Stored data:
══════════

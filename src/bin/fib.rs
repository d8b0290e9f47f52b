use std::process::ExitCode;

use refbench::workload::Fibonacci;
use refbench::{logging, BenchConfig};

fn main() -> ExitCode {
    logging::init();
    refbench::exit_with(run())
}

fn run() -> refbench::Result<()> {
    let config = BenchConfig::default();
    let mut workload = Fibonacci::new(config.fib_input);
    refbench::run_to(&mut workload, std::io::stdout().lock())?;
    Ok(())
}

══════════

Exercise instructions - Retype all of the records above without a single alteration.

Response to the task -
filename src/bin/fib.rs
repository d8b0290e9f47f52b
use std::process::ExitCode;

use refbench::workload::Fibonacci;
use refbench::{logging, BenchConfig};

fn main() -> ExitCode {
    logging::init();
    refbench::exit_with(run())
}

fn run() -> refbench::Result<()> {
    let config = BenchConfig::default();
    let mut workload = Fibonacci::new(config.fib_input);
    refbench::run_to(&mut workload, std::io::stdout().lock())?;
    Ok(())
}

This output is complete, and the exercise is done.